Der Einsatz intelligenter Assistenzsysteme wird möglich, wenn Systemanbieter aus verschiedenen Branchen, Arbeitgeber, Hilfsdienste, Kostenerstatter und Anwender durch geeignete Geschäfts- und Betreibermodelle in Finanzierung und Betrieb der Systeme eingebunden werden. Innovationsfördernd wirken sich Lösungen aus verschiedenen Industriebranchen aus, wie z.B. dem Automobilbau (z.B. Einparkhilfe beim Auto), dem Maschinenbau (z.B. Produktions-Roboter), der IT-Branche (z.B. Computernetzwerke) und aus der Consumer-Elektronik (z. B. das Smartphone).

Beispielhafte Anwendungsbereiche für Intelligente Assistenzsysteme sind:

  • Unterstützung von Leben und Wohnen älterer Menschen oder von Menschen mit Funktionseinschränkungen
  • Mobilitäts- und Kommunikationshilfen für Menschen mit körperlichen Einschränkungen
  • Sicherheitssysteme sowie Gedächtnis- und Orientierungshilfen für Menschen mit kognitiven Einschränkungen
  • Unterstützung manueller Tätigkeiten bei der Ausführung anspruchvoller Aufgaben
  • Reduzierung gesundheitsschädlicher Belastungen für den Menschen oder
  • Wiederherstellung der Arbeitsfähigkeit
  • Präventionssysteme, die gesundheitsrelevante Daten aufzeichnen und negative Entwicklungen erkennen
  • Systeme zur automatisierten Messung des funktionalen Gesundheitszustands

Ein konkretes Anwendungsbeispiel ist ein kortikal gesteuertes Assistenzsystem zur Wiederherstellung der Greiffunktion nach Schlaganfall: Ein kortikales Implantat misst die Hirnfunktion, aus denen intentierte Aktivitätsmuster isoliert und als Steuersignal für Stimulatoren der Hand- und Unterarmmuskulatur verwendet werden. Die Steuerung berücksichtigt Feedbacksignale der Hand- und Bewegungssensorik.
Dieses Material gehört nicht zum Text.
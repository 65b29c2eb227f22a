use std::sync::{Mutex, OnceLock};
use tempfile::TempDir;

fn env_lock() -> &'static Mutex<()> {
    static LOCK: OnceLock<Mutex<()>> = OnceLock::new();
    LOCK.get_or_init(|| Mutex::new(()))
}

const MANAGED_VARS: &[&str] = &["MARKSYNC_TRANSFER_DESTINATION", "MARKSYNC_LOG"];

struct EnvRestore {
    xdg_config_home: Option<std::ffi::OsString>,
    saved: Vec<(&'static str, Option<std::ffi::OsString>)>,
}

impl Drop for EnvRestore {
    fn drop(&mut self) {
        if let Some(value) = self.xdg_config_home.take() {
            std::env::set_var("XDG_CONFIG_HOME", value);
        } else {
            std::env::remove_var("XDG_CONFIG_HOME");
        }

        for (name, value) in self.saved.drain(..) {
            if let Some(value) = value {
                std::env::set_var(name, value);
            } else {
                std::env::remove_var(name);
            }
        }
    }
}

fn write_config(temp_dir: &TempDir, contents: &str) {
    let app_config_dir = temp_dir.path().join("marksync");
    std::fs::create_dir_all(&app_config_dir).expect("create config dir");
    std::fs::write(app_config_dir.join("config.toml"), contents).expect("write config");
}

/// Runs `f` with an isolated config file and a clean MARKSYNC_ environment.
pub fn with_config_env<T>(config_toml: &str, f: impl FnOnce() -> T) -> T {
    let _guard = env_lock().lock().unwrap_or_else(|e| e.into_inner());
    let temp_dir = TempDir::new().expect("temp dir");

    write_config(&temp_dir, config_toml);

    let restore = EnvRestore {
        xdg_config_home: std::env::var_os("XDG_CONFIG_HOME"),
        saved: MANAGED_VARS
            .iter()
            .map(|name| (*name, std::env::var_os(name)))
            .collect(),
    };

    std::env::set_var("XDG_CONFIG_HOME", temp_dir.path());
    for name in MANAGED_VARS {
        std::env::remove_var(name);
    }

    let result = f();
    drop(restore);
    result
}
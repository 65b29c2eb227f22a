pub mod command;
pub mod common;
pub mod errors;
pub mod host;
pub mod marks;
pub mod ops;
pub mod resolve;
pub mod session;
pub mod ui;
//! Frame layout and widgets for the browser.

use ratatui::{
    layout::{Constraint, Direction, Layout, Rect},
    style::{Color, Modifier, Style},
    text::{Line, Span},
    widgets::{Block, BorderType, Borders, List, ListItem, Paragraph},
    Frame,
};

use super::app::App;
use crate::host::{ListingView, Severity};

const ACCENT: Color = Color::Cyan;
const MARK_GUTTER: &str = "* ";
const PLAIN_GUTTER: &str = "  ";

struct LayoutAreas {
    listing: Rect,
    transfer: Option<Rect>,
    status: Rect,
}

fn calculate_layout(area: Rect, show_transfer: bool) -> LayoutAreas {
    let constraints: Vec<Constraint> = if show_transfer {
        vec![
            Constraint::Min(5),
            Constraint::Percentage(40),
            Constraint::Length(1),
        ]
    } else {
        vec![Constraint::Min(5), Constraint::Length(1)]
    };
    let slots = Layout::default()
        .direction(Direction::Vertical)
        .constraints(constraints)
        .split(area);

    if show_transfer {
        LayoutAreas {
            listing: slots[0],
            transfer: Some(slots[1]),
            status: slots[2],
        }
    } else {
        LayoutAreas {
            listing: slots[0],
            transfer: None,
            status: slots[1],
        }
    }
}

pub fn draw(frame: &mut Frame, app: &App) {
    let transfer = app.transfer_output();
    let areas = calculate_layout(frame.area(), transfer.is_some());

    draw_listing(frame, areas.listing, app);
    if let (Some(area), Some((rendered, lines))) = (areas.transfer, transfer) {
        draw_transfer(frame, area, rendered, lines);
    }
    draw_status(frame, areas.status, app);
}

fn draw_listing(frame: &mut Frame, area: Rect, app: &App) {
    let view = app.view();
    let items: Vec<ListItem> = view
        .entries()
        .iter()
        .enumerate()
        .map(|(line, entry)| {
            let gutter = if view.is_annotated(line) {
                Span::styled(
                    MARK_GUTTER,
                    Style::default().fg(ACCENT).add_modifier(Modifier::BOLD),
                )
            } else {
                Span::raw(PLAIN_GUTTER)
            };
            let name = if entry.is_dir {
                Span::styled(entry.display(), Style::default().fg(Color::Blue))
            } else {
                Span::raw(entry.display())
            };
            let mut item = ListItem::new(Line::from(vec![gutter, name]));
            if line == view.cursor_index() {
                item = item.style(Style::default().add_modifier(Modifier::REVERSED));
            }
            item
        })
        .collect();

    let title = format!(
        " {} | {} marked, dest: {} ",
        view.base_dir().display(),
        app.mark_count(),
        app.destination(),
    );
    let list = List::new(items).block(
        Block::default()
            .borders(Borders::ALL)
            .border_type(BorderType::Rounded)
            .title(title),
    );
    frame.render_widget(list, area);
}

fn draw_transfer(frame: &mut Frame, area: Rect, rendered: &str, lines: &[String]) {
    // Tail of the scrollback that fits the pane.
    let visible = area.height.saturating_sub(2) as usize;
    let start = lines.len().saturating_sub(visible);
    let text: Vec<Line> = lines[start..]
        .iter()
        .map(|l| Line::raw(l.as_str()))
        .collect();

    let pane = Paragraph::new(text).block(
        Block::default()
            .borders(Borders::ALL)
            .border_type(BorderType::Rounded)
            .title(format!(" {rendered} ")),
    );
    frame.render_widget(pane, area);
}

fn draw_status(frame: &mut Frame, area: Rect, app: &App) {
    let line = if let Some(prompt) = app.prompt() {
        Line::from(vec![Span::styled(
            format!(":{prompt}"),
            Style::default().fg(ACCENT),
        )])
    } else if let Some((severity, message)) = app.sink().current() {
        let style = match severity {
            Severity::Info => Style::default().fg(Color::Green),
            Severity::Warning => Style::default().fg(Color::Yellow),
            Severity::Error => Style::default().fg(Color::Red),
        };
        Line::from(vec![Span::styled(message, style)])
    } else {
        Line::from(vec![Span::styled(
            "m mark  u upload  U upload+remove  c clear  : command  q quit",
            Style::default().fg(Color::DarkGray),
        )])
    };
    frame.render_widget(Paragraph::new(line), area);
}
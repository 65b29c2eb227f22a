//! Mark set and per-view annotation bookkeeping.
//!
//! One `MarkStore` instance is created by the host at startup and passed by
//! reference to the orchestration layer. Mark membership is global; the
//! annotation index is per view, so the same path can be highlighted in
//! several views at once.

use std::collections::{BTreeSet, HashMap};
use std::path::{Path, PathBuf};

use crate::host::{AnnotationId, ListingView, ViewId};

/// Result of a toggle, reported back to the user.
#[derive(Debug, Clone, Copy, PartialEq, Eq)]
pub enum Toggle {
    Marked,
    Unmarked,
}

#[derive(Debug, Default)]
pub struct MarkStore {
    marks: BTreeSet<PathBuf>,
    // view -> display line -> installed annotation
    annotations: HashMap<ViewId, HashMap<usize, AnnotationId>>,
}

impl MarkStore {
    pub fn new() -> Self {
        Self::default()
    }

    pub fn len(&self) -> usize {
        self.marks.len()
    }

    pub fn is_empty(&self) -> bool {
        self.marks.is_empty()
    }

    pub fn contains(&self, path: &Path) -> bool {
        self.marks.contains(path)
    }

    /// Sorted snapshot of the marked paths. Sorting keeps command lines and
    /// test assertions deterministic.
    pub fn snapshot(&self) -> Vec<PathBuf> {
        self.marks.iter().cloned().collect()
    }

    /// Toggles `path` and keeps the view's line annotation in sync.
    ///
    /// Marking twice never duplicates; the second toggle removes the mark.
    /// Annotation removal failures are swallowed: a stale handle must never
    /// block the logical mark state.
    pub fn toggle(&mut self, path: PathBuf, view: &mut dyn ListingView, line: usize) -> Toggle {
        if self.marks.remove(&path) {
            if let Some(index) = self.annotations.get_mut(&view.id()) {
                if let Some(handle) = index.remove(&line) {
                    Self::remove_quietly(view, handle);
                }
            }
            tracing::debug!(path = %path.display(), "unmarked");
            return Toggle::Unmarked;
        }

        let index = self.annotations.entry(view.id()).or_default();
        // A prior occupant of the line must go before the new handle lands,
        // otherwise the view leaks annotations.
        if let Some(stale) = index.remove(&line) {
            Self::remove_quietly(view, stale);
        }
        if let Ok(handle) = view.install_annotation(line) {
            index.insert(line, handle);
        }
        tracing::debug!(path = %path.display(), "marked");
        self.marks.insert(path);
        Toggle::Marked
    }

    /// Empties the mark set and clears the whole annotation index of every
    /// live view in one pass.
    pub fn clear_all<'a>(&mut self, views: impl IntoIterator<Item = &'a mut dyn ListingView>) {
        self.marks.clear();
        self.annotations.clear();
        for view in views {
            view.clear_annotations();
        }
    }

    /// A listing reload destroys the view's visual placements; forget them.
    /// The mark set itself stays untouched.
    pub fn on_view_reset(&mut self, view: &mut dyn ListingView) {
        self.annotations.remove(&view.id());
        view.clear_annotations();
    }

    fn remove_quietly(view: &mut dyn ListingView, handle: AnnotationId) {
        if let Err(err) = view.remove_annotation(handle) {
            tracing::warn!(?handle, %err, "dropping stale annotation handle");
        }
    }
}
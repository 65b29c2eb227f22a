mod common;

use std::path::PathBuf;

use common::FakeView;
use marksync::host::ListingView;
use marksync::marks::{MarkStore, Toggle};

#[test]
fn toggle_twice_restores_the_prior_state() {
    let mut store = MarkStore::new();
    let mut view = FakeView::new(1, "/srv");
    let before = store.snapshot();

    store.toggle(PathBuf::from("/srv/a"), &mut view, 0);
    store.toggle(PathBuf::from("/srv/a"), &mut view, 0);

    assert_eq!(store.snapshot(), before);
    assert!(view.live.is_empty());
}

#[test]
fn snapshot_is_sorted_for_any_toggle_sequence() {
    let mut store = MarkStore::new();
    let mut view = FakeView::new(1, "/srv");
    for p in ["/srv/z", "/srv/m", "/srv/a", "/srv/q", "/srv/m"] {
        store.toggle(PathBuf::from(p), &mut view, 0);
    }

    let snapshot = store.snapshot();
    let mut sorted = snapshot.clone();
    sorted.sort();
    sorted.dedup();
    assert_eq!(snapshot, sorted);
    // /srv/m toggled twice and fell out.
    assert_eq!(snapshot.len(), 3);
}

#[test]
fn a_mark_is_shared_across_views() {
    let mut store = MarkStore::new();
    let mut left = FakeView::new(1, "/srv");
    let mut right = FakeView::new(2, "/srv");

    assert_eq!(
        store.toggle(PathBuf::from("/srv/a"), &mut left, 3),
        Toggle::Marked
    );
    // Unmarking from another view removes the same logical mark.
    assert_eq!(
        store.toggle(PathBuf::from("/srv/a"), &mut right, 9),
        Toggle::Unmarked
    );
    assert!(store.is_empty());
}

#[test]
fn reload_clears_visuals_but_not_marks() {
    let mut store = MarkStore::new();
    let mut view = FakeView::new(1, "/srv");
    store.toggle(PathBuf::from("/srv/a"), &mut view, 0);
    store.toggle(PathBuf::from("/srv/b"), &mut view, 1);

    store.on_view_reset(&mut view);

    assert!(view.live.is_empty());
    assert_eq!(store.len(), 2);
}

#[test]
fn clear_all_handles_many_views_regardless_of_size() {
    let mut store = MarkStore::new();
    let mut views: Vec<FakeView> = (1..=4).map(|id| FakeView::new(id, "/srv")).collect();
    for (i, view) in views.iter_mut().enumerate() {
        for j in 0..25 {
            store.toggle(PathBuf::from(format!("/srv/{i}-{j}")), view, j);
        }
    }
    assert_eq!(store.len(), 100);

    store.clear_all(views.iter_mut().map(|v| v as &mut dyn ListingView));

    assert!(store.is_empty());
    assert!(store.snapshot().is_empty());
    assert!(views.iter().all(|v| v.live.is_empty()));
}
//! Interfaces to the host application.
//!
//! The listing engine, key bindings, and notification facility live in the
//! host. The core only sees these traits; the bundled TUI is one
//! implementation, tests use in-memory fakes.

use std::path::Path;

use crate::errors::AnnotationError;

/// Identifies one live listing view. Multiple views may show overlapping
/// directories at the same time.
pub type ViewId = u64;

/// Opaque handle to one visual annotation installed on a display line.
#[derive(Debug, Clone, Copy, PartialEq, Eq, Hash)]
pub struct AnnotationId(pub u64);

/// Severity of a user-facing notification.
#[derive(Debug, Clone, Copy, PartialEq, Eq)]
pub enum Severity {
    Info,
    Warning,
    Error,
}

/// Sink for user-facing notifications.
pub trait Notifier {
    fn notify(&self, severity: Severity, message: &str);
}

/// Cursor position inside a listing view, as the host reports it.
#[derive(Debug, Clone)]
pub struct CursorContext {
    /// Display line number the cursor sits on.
    pub line: usize,
    /// Raw text of that display line.
    pub text: String,
    /// Column of the cursor within `text` (byte offset).
    pub col: usize,
}

/// One directory-listing view owned by the host.
///
/// Annotation handles are opaque to the store; `remove_annotation` may fail
/// with a stale handle after the host redrew, which callers treat as
/// cosmetic.
pub trait ListingView {
    fn id(&self) -> ViewId;

    /// Whether this view is a tracked directory listing (as opposed to some
    /// other buffer type the host may focus).
    fn is_listing(&self) -> bool;

    /// Directory the view currently lists.
    fn base_dir(&self) -> &Path;

    /// Cursor position, or None when the view has no usable cursor.
    fn cursor(&self) -> Option<CursorContext>;

    fn install_annotation(&mut self, line: usize) -> Result<AnnotationId, AnnotationError>;

    fn remove_annotation(&mut self, id: AnnotationId) -> Result<(), AnnotationError>;

    /// Drop every annotation in this view in one pass.
    fn clear_annotations(&mut self);
}
//! Path resolution for listing entries.
//!
//! Pure functions: base directory plus the raw text under the cursor in, a
//! normalized absolute path out. Nothing here touches the filesystem.

use std::path::{Component, Path, PathBuf};

// Whitespace is the only delimiter. Punctuation a word-boundary scan would
// split on (`()[]{},=;`) is legal in filenames and stays inside the token.
fn is_token_char(c: char) -> bool {
    !c.is_whitespace()
}

/// Extracts the listing entry token under the cursor column of a raw display
/// line. Tokens are delimited by whitespace only; `()[]{},=;` are part of the
/// token. Returns None when the cursor sits on blank space or past the end
/// of the line.
pub fn entry_token(line: &str, col: usize) -> Option<&str> {
    if col >= line.len() {
        return None;
    }
    // Snap the column to the char boundary at or before it.
    let col = line
        .char_indices()
        .map(|(i, _)| i)
        .take_while(|&i| i <= col)
        .last()?;
    let cursor_char = line[col..].chars().next()?;
    if !is_token_char(cursor_char) {
        return None;
    }

    let start = line[..col]
        .char_indices()
        .rev()
        .take_while(|&(_, c)| is_token_char(c))
        .last()
        .map(|(i, _)| i)
        .unwrap_or(col);
    let end = line[col..]
        .char_indices()
        .take_while(|&(_, c)| is_token_char(c))
        .last()
        .map(|(i, c)| col + i + c.len_utf8())
        .unwrap_or(col);

    let token = &line[start..end];
    (!token.is_empty()).then_some(token)
}

/// Resolves raw entry text against the view's base directory.
///
/// Returns None for blank text, `.`, and `..`. Trailing path separators and
/// the single-character type suffixes some listing engines append (`/`, `*`,
/// `@`) are stripped so a path is a stable set key regardless of whether it
/// denotes a file or directory.
pub fn resolve_entry(base_dir: &Path, raw: &str) -> Option<PathBuf> {
    let trimmed = raw.trim();
    if trimmed.is_empty() {
        return None;
    }

    // Listing engines classify entries with a one-char suffix (`dir/`,
    // `exe*`, `link@`); strip it so the path is a stable set key.
    let entry = trimmed.strip_suffix(['*', '@']).unwrap_or(trimmed);
    let entry = entry.trim_end_matches('/');
    if entry.is_empty() || entry == "." || entry == ".." {
        return None;
    }

    let joined = if Path::new(entry).is_absolute() {
        PathBuf::from(entry)
    } else {
        base_dir.join(entry)
    };
    Some(normalize(&joined))
}

/// Lexical normalization: drops `.` components and collapses `..` against
/// preceding normal components without consulting the filesystem.
fn normalize(path: &Path) -> PathBuf {
    let mut out = PathBuf::new();
    for component in path.components() {
        match component {
            Component::CurDir => {}
            Component::ParentDir => {
                if !out.pop() {
                    out.push(Component::ParentDir);
                }
            }
            other => out.push(other),
        }
    }
    out
}

#[cfg(test)]
mod tests {
    use super::*;

    #[test]
    fn token_under_cursor_is_whole_entry() {
        assert_eq!(entry_token("notes.txt", 3), Some("notes.txt"));
    }

    #[test]
    fn token_keeps_punctuation_that_word_scans_split_on() {
        let line = "report (final), v2={a;b}.txt";
        assert_eq!(entry_token(line, 10), Some("(final),"));
        assert_eq!(entry_token(line, 18), Some("v2={a;b}.txt"));
    }

    #[test]
    fn every_punctuation_delimiter_candidate_stays_inside_the_token() {
        for c in ['(', ')', '[', ']', '{', '}', ',', '=', ';'] {
            let name = format!("a{c}b.txt");
            let line = format!("pre {name} post");
            assert_eq!(entry_token(&line, 4), Some(name.as_str()), "char {c:?}");
        }
    }

    #[test]
    fn blank_cursor_yields_no_token() {
        assert_eq!(entry_token("a  b", 1), None);
        assert_eq!(entry_token("", 0), None);
        assert_eq!(entry_token("abc", 10), None);
    }

    #[test]
    fn token_handles_multibyte_text() {
        let line = "héllo wörld";
        assert_eq!(entry_token(line, 0), Some("héllo"));
        assert_eq!(entry_token(line, 8), Some("wörld"));
    }

    #[test]
    fn resolves_relative_entry_against_base() {
        let got = resolve_entry(Path::new("/srv/data"), "notes.txt");
        assert_eq!(got, Some(PathBuf::from("/srv/data/notes.txt")));
    }

    #[test]
    fn trailing_separator_is_stripped() {
        let got = resolve_entry(Path::new("/srv"), "photos/");
        assert_eq!(got, Some(PathBuf::from("/srv/photos")));
    }

    #[test]
    fn dot_entries_do_not_resolve() {
        assert_eq!(resolve_entry(Path::new("/srv"), "."), None);
        assert_eq!(resolve_entry(Path::new("/srv"), ".."), None);
        assert_eq!(resolve_entry(Path::new("/srv"), "  "), None);
        assert_eq!(resolve_entry(Path::new("/srv"), "./"), None);
    }

    #[test]
    fn absolute_entry_ignores_base() {
        let got = resolve_entry(Path::new("/srv"), "/tmp/x");
        assert_eq!(got, Some(PathBuf::from("/tmp/x")));
    }

    #[test]
    fn dot_components_are_collapsed() {
        let got = resolve_entry(Path::new("/srv/./data"), "a/../b");
        assert_eq!(got, Some(PathBuf::from("/srv/data/b")));
    }

    #[test]
    fn classifier_suffixes_are_stripped() {
        let base = Path::new("/srv");
        assert_eq!(resolve_entry(base, "run*"), Some(PathBuf::from("/srv/run")));
        assert_eq!(
            resolve_entry(base, "link@"),
            Some(PathBuf::from("/srv/link"))
        );
    }

    #[test]
    fn directory_and_file_spellings_share_a_key() {
        let base = Path::new("/srv");
        assert_eq!(
            resolve_entry(base, "photos/"),
            resolve_entry(base, "photos")
        );
    }
}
Zum Einsatz kommt das System in der Rehabilitation und bei Menschen mit bleibenden Einschränkungen der Handmotorik.

Ein anderes konkretes Anwendungsbeispiel ist ein System, das die Veränderung von Bewegungsstörungen über den Tag misst, um Dosierung und Zeitpunkte für die Medikamenteneinnahme oder die Einstellung eines Hirnschrittmachers anzupassen. Generell sind Systeme zur Messung und Verbesserung von Therapieerfolgen von hoher Bedeutung.

Die DGBMT sieht auf dem Gebiet der intelligenten Assistenzsysteme erhebliche Chancen für die Entwicklung neue Geräte und Systeme mit hohem Nutzen für den Anwender und hohem kommerziellen Umsetzungspotenzial. Jedoch sind noch viele Fragen mit Blick auf technische Lösungen, Standardisierung und Refinanzierungsmodellen der FuE-Investitionen offen. Mit dem Fachbereich Intelligente Assistenzsysteme unterstützt die DGBMT insbesondere die Vernetzung und Zusammenarbeit der unterschiedlichen Branchen und Berufsgruppen, deren Kooperation der Schlüssel für den zukünftigen Erfolg intelligenter Assistenzsysteme ist.